W wywiadzie dla RiksTV Clas Brede Brathen wydawał się być bardziej niż zadowolony z przygotowań norweskiej kadry do sezonu olimpijskiego. „Zeszły sezon był dla nas wyjątkowo udany, ale chcemy osiągnąć jeszcze więcej. Jestem przekonany, że na tym etapie przygotowań jeszcze nigdy nie byliśmy w tak dobrej formie jak obecnie.” Zadowolenie to zostało niedawno potwierdzone poprzez fakt przedłużenia umowy z Alexandrem Stoeckl do roku 2018, a więc do Igrzysk w Korei.

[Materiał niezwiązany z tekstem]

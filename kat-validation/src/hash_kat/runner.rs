#![deny(unsafe_code)]
#![allow(missing_docs)]
#![warn(clippy::unwrap_used)]
#![deny(clippy::panic)]
// JUSTIFICATION: Summary counters - overflow is impossible with realistic test counts
#![allow(clippy::arithmetic_side_effects)]
// JUSTIFICATION: digest slices are bounded by lengths the engine and decoder just wrote
#![allow(clippy::indexing_slicing)]
// JUSTIFICATION: summary printing is the runner's report output
#![allow(clippy::print_stdout)]

//! KAT Test Runner
//!
//! Executes registered vectors one at a time (setup, exec, teardown) and
//! aggregates the per-vector results into a summary.

use super::buffers::ScratchBuffers;
use super::compare::compare_digest;
use super::driver::{self, LoadedVector};
use super::engine::{HashEngine, Ripemd160Engine};
use super::registry::TestRegistry;
use super::timer::{DisabledTimer, InstantTimer, Timer};
use super::{DigestType, HashKatError, HashVector, KatTestResult};
use crate::config::HarnessConfig;
use chrono::{DateTime, Utc};
use serde::{Deserialize, Serialize};
use std::collections::BTreeMap;
use std::time::{Duration, Instant};
use tracing::{debug, info, warn};

/// Summary of KAT test execution
#[derive(Debug, Clone, Serialize, Deserialize)]
pub struct KatSummary {
    /// When the run started
    pub started_at: DateTime<Utc>,
    /// Total number of tests run
    pub total: usize,
    /// Number of tests passed
    pub passed: usize,
    /// Number of tests failed
    pub failed: usize,
    /// Number of vectors excluded by the name filter
    pub skipped: usize,
    /// Individual test results
    pub results: Vec<KatTestResult>,
    /// Total execution time in milliseconds
    pub total_time_ms: u128,
}

impl KatSummary {
    /// Create a new empty summary
    #[must_use]
    pub fn new() -> Self {
        Self {
            started_at: Utc::now(),
            total: 0,
            passed: 0,
            failed: 0,
            skipped: 0,
            results: Vec::new(),
            total_time_ms: 0,
        }
    }

    /// Add a test result
    pub fn add_result(&mut self, result: KatTestResult) {
        self.total += 1;
        if result.passed {
            self.passed += 1;
        } else {
            self.failed += 1;
        }
        self.total_time_ms += result.execution_time_us / 1000;
        self.results.push(result);
    }

    /// Check if all tests passed
    #[must_use]
    pub fn all_passed(&self) -> bool {
        self.failed == 0
    }

    /// Get pass rate as percentage
    #[must_use]
    #[allow(clippy::cast_precision_loss)] // Precision loss acceptable for percentage display
    pub fn pass_rate(&self) -> f64 {
        if self.total == 0 { 0.0 } else { (self.passed as f64 / self.total as f64) * 100.0 }
    }

    /// Serialize the summary as pretty-printed JSON
    ///
    /// # Errors
    ///
    /// Returns the serializer error, which cannot occur for this type in practice.
    pub fn to_json(&self) -> serde_json::Result<String> {
        serde_json::to_string_pretty(self)
    }

    /// Print summary to stdout
    pub fn print(&self) {
        println!("\n========================================");
        println!("Hash KAT Test Summary");
        println!("========================================");
        println!("Total Tests:  {}", self.total);
        println!("Passed:       {} ({:.1}%)", self.passed, self.pass_rate());
        println!("Failed:       {}", self.failed);
        if self.skipped > 0 {
            println!("Skipped:      {}", self.skipped);
        }
        println!("Total Time:   {} ms", self.total_time_ms);

        if !self.results.is_empty() {
            println!("\nPer-Test-Case Breakdown:");
            println!("----------------------------------------");

            let mut by_case: BTreeMap<&str, Vec<&KatTestResult>> = BTreeMap::new();
            for result in &self.results {
                by_case.entry(result.test_case.as_str()).or_default().push(result);
            }

            for (test_case, tests) in by_case {
                let passed = tests.iter().filter(|t| t.passed).count();
                let total = tests.len();
                let time_us: u128 = tests.iter().map(|t| t.execution_time_us).sum();
                println!("  {:<20} {}/{} passed  ({} us)", test_case, passed, total, time_us);
            }
        }

        if self.failed > 0 {
            println!("\nFailed Tests:");
            println!("----------------------------------------");
            for result in &self.results {
                if !result.passed {
                    println!("  {} - {}", result.test_case, result.vector);
                    if let Some(ref err) = result.error_message {
                        println!("    Error: {}", err);
                    }
                }
            }
        }

        println!("========================================\n");
    }
}

impl Default for KatSummary {
    fn default() -> Self {
        Self::new()
    }
}

/// Runs single vectors against their engine
///
/// Owns the scratch buffers and the timer for the whole run; the buffers are
/// cleared at the start of every vector.
pub struct VectorExecutor {
    config: HarnessConfig,
    buffers: ScratchBuffers,
    timer: Box<dyn Timer>,
}

impl VectorExecutor {
    /// Create an executor; the timer follows `config.measure_time`
    #[must_use]
    pub fn new(config: HarnessConfig) -> Self {
        let timer: Box<dyn Timer> =
            if config.measure_time { Box::new(InstantTimer::new()) } else { Box::new(DisabledTimer) };
        Self::with_timer(config, timer)
    }

    /// Create an executor with a caller-supplied timer
    #[must_use]
    pub fn with_timer(config: HarnessConfig, timer: Box<dyn Timer>) -> Self {
        let buffers = ScratchBuffers::new(config.input_capacity, config.output_capacity);
        Self { config, buffers, timer }
    }

    #[must_use]
    pub fn config(&self) -> &HarnessConfig {
        &self.config
    }

    /// Run one vector through setup and exec and report the outcome
    pub fn run_vector(&mut self, test_case: &str, vector: &HashVector) -> KatTestResult {
        match vector.digest_type {
            DigestType::Ripemd160 => self.run_vector_with::<Ripemd160Engine>(test_case, vector),
        }
    }

    /// Run one vector against engine `E`, whatever its declared digest type
    pub fn run_vector_with<E: HashEngine>(
        &mut self,
        test_case: &str,
        vector: &HashVector,
    ) -> KatTestResult {
        let algorithm = vector.digest_type.name().to_string();
        let mut elapsed = Duration::ZERO;

        debug!(test_case, vector = vector.name, "setup");
        self.buffers.clear();
        let outcome = driver::load_vector(vector, &mut self.buffers)
            .and_then(|loaded| self.exec_with::<E>(vector, loaded, &mut elapsed));

        let elapsed_us = elapsed.as_micros();
        match outcome {
            Ok(()) => {
                info!(test_case, vector = vector.name, ?elapsed, "passed");
                KatTestResult::passed(
                    test_case.to_string(),
                    vector.name.to_string(),
                    algorithm,
                    elapsed_us,
                )
            }
            Err(e) => {
                warn!(test_case, vector = vector.name, error = %e, "failed");
                KatTestResult::failed(
                    test_case.to_string(),
                    vector.name.to_string(),
                    algorithm,
                    e.to_string(),
                    elapsed_us,
                )
            }
        }
    }

    fn exec_with<E: HashEngine>(
        &mut self,
        vector: &HashVector,
        loaded: LoadedVector,
        elapsed: &mut Duration,
    ) -> Result<(), HashKatError> {
        debug!(vector = vector.name, input_len = loaded.input_len(), "exec");
        self.timer.start();
        let streamed = driver::stream_digest::<E>(vector, loaded, &mut self.buffers);
        *elapsed = self.timer.stop();

        let Some(out_len) = streamed? else {
            debug!(
                vector = vector.name,
                code = vector.expected_err_code,
                "engine failed as declared"
            );
            return Ok(());
        };
        self.verify_output(vector, loaded, out_len)?;

        if !self.config.verify_one_shot || vector.is_long() {
            return Ok(());
        }

        let streamed_digest = self.buffers.output()[..out_len].to_vec();
        self.buffers.output_mut().fill(0);
        let one_shot = driver::one_shot_digest::<E>(vector, loaded, &mut self.buffers)?;
        if let Some(one_shot_len) = one_shot {
            self.verify_output(vector, loaded, one_shot_len)?;
            let one_shot_digest = &self.buffers.output()[..one_shot_len];
            if one_shot_digest != streamed_digest.as_slice() {
                return Err(HashKatError::DigestMismatch {
                    got: hex::encode(one_shot_digest),
                    expected: hex::encode(&streamed_digest),
                });
            }
        }
        Ok(())
    }

    fn verify_output(
        &self,
        vector: &HashVector,
        loaded: LoadedVector,
        out_len: usize,
    ) -> Result<(), HashKatError> {
        compare_digest(
            &self.buffers.output()[..out_len],
            &self.buffers.expected_output()[..loaded.expected_len()],
            vector.expected_result,
        )
    }
}

impl Default for VectorExecutor {
    fn default() -> Self {
        Self::new(HarnessConfig::default())
    }
}

/// KAT test runner
pub struct KatRunner {
    summary: KatSummary,
}

impl KatRunner {
    /// Create a new runner
    #[must_use]
    pub fn new() -> Self {
        Self { summary: KatSummary::new() }
    }

    /// Run a test and record the result
    pub fn run_test<F>(&mut self, test_case: &str, algorithm: &str, test_fn: F)
    where
        F: FnOnce() -> Result<(), HashKatError>,
    {
        let start = Instant::now();
        let result = test_fn();
        let elapsed = start.elapsed().as_micros();

        let test_result = match result {
            Ok(()) => KatTestResult::passed(
                test_case.to_string(),
                test_case.to_string(),
                algorithm.to_string(),
                elapsed,
            ),
            Err(e) => KatTestResult::failed(
                test_case.to_string(),
                test_case.to_string(),
                algorithm.to_string(),
                e.to_string(),
                elapsed,
            ),
        };

        self.summary.add_result(test_result);
    }

    /// Run every registered vector, in registration order
    ///
    /// A failing vector is recorded and the run moves on to the next one.
    pub fn run_suite(&mut self, registry: &TestRegistry, executor: &mut VectorExecutor) {
        for case in registry.iter() {
            info!(test_case = case.name, vectors = case.vectors.len(), "running test case");
            for (index, vector) in case.vectors.iter().enumerate() {
                if !executor.config().selects(case.name, vector.name) {
                    self.summary.skipped += 1;
                    continue;
                }
                let result = executor.run_vector(case.name, vector);
                self.summary.add_result(result);
                debug!(test_case = case.name, index, "teardown");
            }
        }
        info!(
            total = self.summary.total,
            failed = self.summary.failed,
            skipped = self.summary.skipped,
            "suite complete"
        );
    }

    /// Get the summary
    #[must_use]
    pub fn summary(&self) -> &KatSummary {
        &self.summary
    }

    /// Consume the runner and return the summary
    #[must_use]
    pub fn finish(self) -> KatSummary {
        self.summary
    }
}

impl Default for KatRunner {
    fn default() -> Self {
        Self::new()
    }
}
//! Outbound notifications emitted after committed state changes.
//!
//! These are the typed counterpart of the real-time UI refresh events: a
//! stock level change, the full ledger entry for history display, and a
//! reconciliation report for operational monitoring. Delivery is in-process
//! fan-out; subscribers that fall behind lose old notifications, never the
//! committed state itself (the ledger is the source of truth).

use crate::types::{ConsistencyReport, Direction, LedgerEntry, ProductId};
use serde::{Deserialize, Serialize};

/// A committed change observable by out-of-scope collaborators.
#[derive(Clone, Debug, PartialEq, Eq, Serialize, Deserialize)]
#[serde(tag = "kind", rename_all = "snake_case")]
pub enum StockNotification {
    /// A product's stock level changed.
    StockChanged {
        /// Affected product.
        product_id: ProductId,
        /// Aggregate stock after the movement.
        new_quantity: i64,
        /// Movement direction.
        direction: Direction,
        /// Unsigned units moved.
        quantity_delta: i64,
    },

    /// A ledger entry was committed, for transaction-history display.
    MovementRecorded {
        /// The committed entry.
        entry: LedgerEntry,
    },

    /// The reconciler detected drift and repaired it.
    DriftRepaired {
        /// The verification report that triggered the repair.
        report: ConsistencyReport,
    },
}

impl StockNotification {
    /// The product this notification concerns.
    #[must_use]
    pub const fn product_id(&self) -> ProductId {
        match self {
            Self::StockChanged { product_id, .. } => *product_id,
            Self::MovementRecorded { entry } => entry.product_id,
            Self::DriftRepaired { report } => report.product_id,
        }
    }
}
//! Stock transaction processor: one movement, end to end, atomically.
//!
//! Every movement commits the carrier transition, the ledger append, and
//! both cached-view updates as one unit of work. On any failure the whole
//! unit rolls back; no partial ledger entry, partial state transition, or
//! aggregate drift is observable to any other reader.
//!
//! The product row is locked first. Everything that depends on the current
//! aggregate (the OUT sufficiency check, the projector delta) runs under
//! that lock, so two concurrent OUTs competing for the same stock cannot
//! both succeed.

use crate::{carrier, projector};
use stock_ledger_core::{
    Admission, Direction, EngineError, LedgerEntryDraft, Movement, ProductId, Rejection,
    StockStore, StockTx,
};
use tracing::info;

/// A manual stock adjustment, bypassing the scan gate.
#[derive(Clone, Debug)]
pub struct Adjustment {
    /// Product to adjust.
    pub product_id: ProductId,
    /// Movement direction.
    pub direction: Direction,
    /// Units to move. Must be > 0.
    pub quantity: i64,
    /// Who performed the adjustment.
    pub actor: String,
    /// Operator note.
    pub note: String,
    /// External reference tag.
    pub reference: String,
}

/// Process an admitted scan into a committed movement.
///
/// Re-validates the carrier state on the row-locked carrier; a scan that
/// lost a race since gate admission is rejected here with the same error the
/// gate would have produced.
///
/// # Errors
///
/// Returns a [`Rejection`] if the locked state no longer permits the
/// transition or stock is insufficient, or [`EngineError::Storage`] if the
/// unit of work cannot be committed (nothing is then observable).
pub async fn process_scan<S: StockStore>(
    store: &S,
    admission: &Admission,
    actor: &str,
    note: &str,
) -> Result<Movement, EngineError> {
    let mut tx = store.begin().await?;

    let product = tx.lock_product(admission.product_id).await?;
    let mut locked = tx.lock_carrier(admission.carrier_id).await?;

    let transition = match admission.direction {
        Direction::In => carrier::scan_in(&mut locked),
        Direction::Out => carrier::scan_out(&mut locked),
    };
    if let Err(rejection) = transition {
        tx.rollback().await?;
        return Err(rejection.into());
    }

    // The locked row is authoritative for the unit count, not the admission
    // snapshot taken before the lock.
    let units = locked.units_assigned.max(1);

    if admission.direction == Direction::Out && units > product.aggregate_stock {
        tx.rollback().await?;
        return Err(Rejection::InsufficientStock {
            available: product.aggregate_stock,
            required: units,
            shortfall: units - product.aggregate_stock,
        }
        .into());
    }

    tx.update_carrier(&locked).await?;

    let draft = LedgerEntryDraft {
        product_id: admission.product_id,
        carrier_id: Some(admission.carrier_id),
        direction: admission.direction,
        quantity: units,
        actor: actor.to_string(),
        note: note.to_string(),
        reference: String::new(),
    };
    let entry = tx.append_entry(&draft).await?;
    let new_aggregate = projector::apply(&mut tx, admission.product_id, entry.signed_quantity()).await?;

    tx.commit().await?;

    info!(
        product_id = %admission.product_id,
        carrier_id = %admission.carrier_id,
        direction = %admission.direction,
        units,
        new_aggregate,
        "committed scan movement"
    );

    Ok(Movement {
        entry,
        new_aggregate,
    })
}

/// Process a manual adjustment into a committed movement.
///
/// Skips gate admission but follows the same unit of work, including the
/// OUT sufficiency check.
///
/// # Errors
///
/// Returns [`Rejection::InvalidEntry`] for a non-positive quantity,
/// [`Rejection::UnknownProduct`] if the product does not exist,
/// [`Rejection::InsufficientStock`] for an OUT exceeding the aggregate, or
/// [`EngineError::Storage`] on datastore failure.
pub async fn process_adjustment<S: StockStore>(
    store: &S,
    adjustment: &Adjustment,
) -> Result<Movement, EngineError> {
    if adjustment.quantity <= 0 {
        return Err(Rejection::InvalidEntry {
            reason: format!("quantity must be positive, got {}", adjustment.quantity),
        }
        .into());
    }
    if store.product(adjustment.product_id).await?.is_none() {
        return Err(Rejection::UnknownProduct {
            product_id: adjustment.product_id,
        }
        .into());
    }

    let mut tx = store.begin().await?;
    let product = tx.lock_product(adjustment.product_id).await?;

    if adjustment.direction == Direction::Out && adjustment.quantity > product.aggregate_stock {
        tx.rollback().await?;
        return Err(Rejection::InsufficientStock {
            available: product.aggregate_stock,
            required: adjustment.quantity,
            shortfall: adjustment.quantity - product.aggregate_stock,
        }
        .into());
    }

    let draft = LedgerEntryDraft {
        product_id: adjustment.product_id,
        carrier_id: None,
        direction: adjustment.direction,
        quantity: adjustment.quantity,
        actor: adjustment.actor.clone(),
        note: adjustment.note.clone(),
        reference: adjustment.reference.clone(),
    };
    let entry = tx.append_entry(&draft).await?;
    let new_aggregate =
        projector::apply(&mut tx, adjustment.product_id, entry.signed_quantity()).await?;

    tx.commit().await?;

    info!(
        product_id = %adjustment.product_id,
        direction = %adjustment.direction,
        quantity = adjustment.quantity,
        new_aggregate,
        "committed manual adjustment"
    );

    Ok(Movement {
        entry,
        new_aggregate,
    })
}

Dobre wyniki w okresie przygotowawczym zaostrzają wymagania federacji względem poszczególnych zawodników, zwłaszcza w sezonie, w którym jest wiele do zdobycia – Igrzyska Olimpijskie, Turniej Czterech Skoczni, Mistrzostwa Świata w Lotach, czy w końcu Puchar Świata. „Chcemy walczyć o medale we wszystkich imprezach. Aby to osiągnąć, nasi zawodnicy muszą systematycznie zajmować najwyższe lokaty w zawodach Pucharu Świata. Tylko w taki sposób uda nam się zdobyć niezbędną pewność siebie, a to może okazać się kluczowym elementem podczas najważniejszych imprez.”
Clas Brede Brathen stawia jasne cele swoim podopiecznym na nadchodzący sezon. „Dwa, trzy medale, w tym jeden złoty na Igrzyskach, dwa medale Mistrzostw Świata w Lotach, podium klasyfikacji generalnej Turnieju Czterech Skoczni.” Osiągnięcie tych dość wygórowanych celów nie będzie jednak łatwe, a sam Brathen oczekuje zaciętej rywalizacji szczególnie ze strony pozostałych ekip. „Myślę, że w siłę urosną jeszcze bardziej Polska, czy Niemcy, a Austriacy będą szukali rewanżu za ostatni sezon. Jest jeszcze Simon Ammann, który na pewno da z siebie wszystko w walce o olimpijskie złoto.”